Tahun 1987, Gus Dur bersama Mbah Liem datang ke rumah Gus Sholah. Seperti ditulis sendiri oleh Gus Sholah dalam sebuah buku, kedua tokoh besar ini lama menanti kepulangan Gus Sholah di rumahnya.
Ada apa gerangan sampai Gus Dur dan Mbah Liem rela menunggu berjam-jam? Mbah Liem dipercaya sebagai salah satu wali. Nama lengkap beliau adalah KH Muslim Rifa’i Imampuro pencetus ungkapan NKRI Harga Mati.
Keduanya ternyata hendak mengabarkan berita penting: Gus Sholah akan menggantikan pamannya KH Yusuf Hasyim (Pak Ud) sebagai pengasuh Ponpes Tebuireng.
Gus Sholah tentu saja kaget mendengar isyarat langit yang disampaikan Mbah Liem. Latarbelakang Gus Sholah adalah arsitek lulusan ITB. Bukan jebolan pesantren seperti Gus Dur.
Tahun 1999, Gus Sholah mengenang kembali peristiwa unik di atas:
“Secara akal sehat saya kurang percaya apa yang dikemukakan oleh Mbah Liem. Dari mana jalannya saya akan menjadi kiai Tebuireng. Kepada Mbah Liem saya menjawab apapaun kalau memang Allah SWT menghendaki, maka apapun bisa terjadi. Saya tidak mengganggap serius perkataan Mbah Liem dan terbukti kini 12 tahun kemudian Pak Ud masih tetap menjadi Kiai Tebuireng.”

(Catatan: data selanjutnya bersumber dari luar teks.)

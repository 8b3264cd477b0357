//! Whitespace-run tokenizer and delimiter encoder.
//!
//! Text is normalized to NFC, split into maximal whitespace and
//! non-whitespace runs, and each run is wrapped as `[START:<id>]token[END]`
//! so the annotator can refer back to it by id.

use serde::Serialize;
use unicode_normalization::UnicodeNormalization;

/// Opening delimiter prefix; the token id and `]` follow.
pub const DELIMITER_START: &str = "[START:";
/// Closing delimiter.
pub const DELIMITER_END: &str = "[END]";

/// A single whitespace or non-whitespace run of the normalized text
#[derive(Debug, Clone, PartialEq, Eq, Serialize)]
pub struct Token {
    /// 1-based id, contiguous in scan order
    pub id: usize,
    /// Token text
    pub text: String,
    /// Start character offset in the normalized text
    pub start: usize,
    /// End character offset (exclusive)
    pub end: usize,
}

impl Token {
    pub fn is_whitespace(&self) -> bool {
        self.text.chars().all(char::is_whitespace)
    }
}

/// Normalized text together with the tokens that partition it
#[derive(Debug, Clone, PartialEq, Eq)]
pub struct TokenizedText {
    normalized: String,
    tokens: Vec<Token>,
}

impl TokenizedText {
    /// Normalize `text` to NFC and split it into tokens
    pub fn new(text: &str) -> Self {
        let normalized: String = text.nfc().collect();
        let tokens = split_runs(&normalized);
        Self { normalized, tokens }
    }

    pub fn normalized(&self) -> &str {
        &self.normalized
    }

    pub fn tokens(&self) -> &[Token] {
        &self.tokens
    }

    pub fn is_empty(&self) -> bool {
        self.tokens.is_empty()
    }

    /// Length of the normalized text in characters
    pub fn char_len(&self) -> usize {
        self.tokens.last().map(|t| t.end).unwrap_or(0)
    }

    /// Look up a token by id
    pub fn get(&self, id: usize) -> Option<&Token> {
        // ids are contiguous from 1, so the id doubles as an index
        id.checked_sub(1).and_then(|idx| self.tokens.get(idx))
    }

    /// Serialize every token with its id-tagged delimiters.
    ///
    /// Token text is escaped (`\` → `\\`, `[` → `\[`) so that user text
    /// resembling a delimiter cannot be confused with one.
    pub fn encode(&self) -> String {
        let mut out = String::with_capacity(self.normalized.len() * 2);
        for token in &self.tokens {
            out.push_str(DELIMITER_START);
            out.push_str(&token.id.to_string());
            out.push(']');
            escape_into(&token.text, &mut out);
            out.push_str(DELIMITER_END);
        }
        out
    }
}

fn split_runs(text: &str) -> Vec<Token> {
    let mut tokens = Vec::new();
    let mut current = String::new();
    let mut current_ws = false;
    let mut cursor = 0;

    for c in text.chars() {
        let ws = c.is_whitespace();
        if !current.is_empty() && ws != current_ws {
            push_token(&mut tokens, std::mem::take(&mut current), &mut cursor);
        }
        current_ws = ws;
        current.push(c);
    }

    if !current.is_empty() {
        push_token(&mut tokens, current, &mut cursor);
    }

    tokens
}

fn push_token(tokens: &mut Vec<Token>, text: String, cursor: &mut usize) {
    let start = *cursor;
    let end = start + text.chars().count();
    tokens.push(Token {
        id: tokens.len() + 1,
        text,
        start,
        end,
    });
    *cursor = end;
}

fn escape_into(text: &str, out: &mut String) {
    for c in text.chars() {
        if c == '\\' || c == '[' {
            out.push('\\');
        }
        out.push(c);
    }
}

/// Reverse the escaping applied by [`TokenizedText::encode`]
pub fn unescape(text: &str) -> String {
    let mut out = String::with_capacity(text.len());
    let mut chars = text.chars();
    while let Some(c) = chars.next() {
        if c == '\\' {
            match chars.next() {
                Some(next) => out.push(next),
                None => out.push('\\'),
            }
        } else {
            out.push(c);
        }
    }
    out
}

Ya, 12 tahun kemudian (1987-1999) isyarat langit itu belum terwujud. Namun siapa sangka pada tahun 2006 Pak Ud sendiri yang kemudian meminta Gus Sholah menggantikannya sebagai pengasuh Ponpes Tebuireng.
Ternyata dibutuhkan 19 tahun untuk membuktikan kebenaran isyarat langit dari Mbah Liem. Sejak 2006 sampai wafatnya Gus Sholah di awal 2020, beliau menjadi Kiai dan mengasuh ponpes Tebuireng peninggalan kakeknya Hadratus Syekh KH Hasyim Asy’ari, persis seperti isyarat langit yang disampaikan Mbah Liem.
Lahumul Fatihah…
Kita mungkin menolak sebuah ketentuanNya karena, seperti kasus Gus Sholah di atas, kita tidak merasa siap dan secara logika tidak masuk akal. Namun jikalau itu sudah menjadi keputusanNya, pada saatnya akan terjadi dengan caraNya dan dalam waktu yang dipilihkanNya. Percayalah!
Syekh Ibn Athaillah mengingatkan kita:
لاَ يَــكُنْ تَــأَخُّرُ أَ مَدِ الْعَطَاءِ مَعَ اْلإِلْـحَـاحِ فيِ الدُّعَاءِ مُوْجِـبَاً لِـيَأْسِكَ؛ فَـهُـوَ ضَمِنَ لَـكَ اْلإِجَـابَـةَ فِيمَا يَـخْتَارُهُ لَـكَ لاَ فِيمَا تَـختَارُ لِـنَفْسِكَ؛ وَفيِ الْـوَقْتِ الَّـذِيْ يُرِ يـْدُ لاَ فيِ الْـوَقْتِ الَّذِي تُرِ يدُ
Janganlah karena keterlambatan datangnya pemberian dari-Nya kepadamu, sedangkan engkau telah bersungguh-sungguh dalam berdoa, itu menyebabkan engkau berputus asa. Sebab, Tuhan pasti mengabulkan permintaanmu dengan cara yang Dia pilih, bukan dengan cara yang engkau pilih. Dia akan mengabulkan permintaan itu pada waktu yang Dia kehendaki, bukan menurut waktu yang engkau kehendaki.”
لاَ يـُشَـكِّكَــنَّكَ فيِ الْـوَعْدِ عَدَمُ وُقُــوْعِ الْـمَـوْعُـوْدِ ، وَ إِنْ تَـعَـيَّنِ زَمَنُهُ ؛ لِئَـلاَّ يـَكُوْنَ ذَ لِكَ قَدْحًـا فيِ بَـصِيْرَ تِـكَ ، وَ إِخْمَـادً ا لِـنُورِ سَرِ يـْرَ تِـكَ
“Janganlah karena tiadanya pemenuhan atas apa-apa yang dijanjikan, padahal telah jatuh waktunya, membuatmu ragu terhadap janji-Nya; agar yang demikian itu tidak menyebabkan bashirah (pancaran illahiyyah dalam hati)-mu buram dan cahaya sirr (pancaran rahasia illahiyyah)-mu padam!”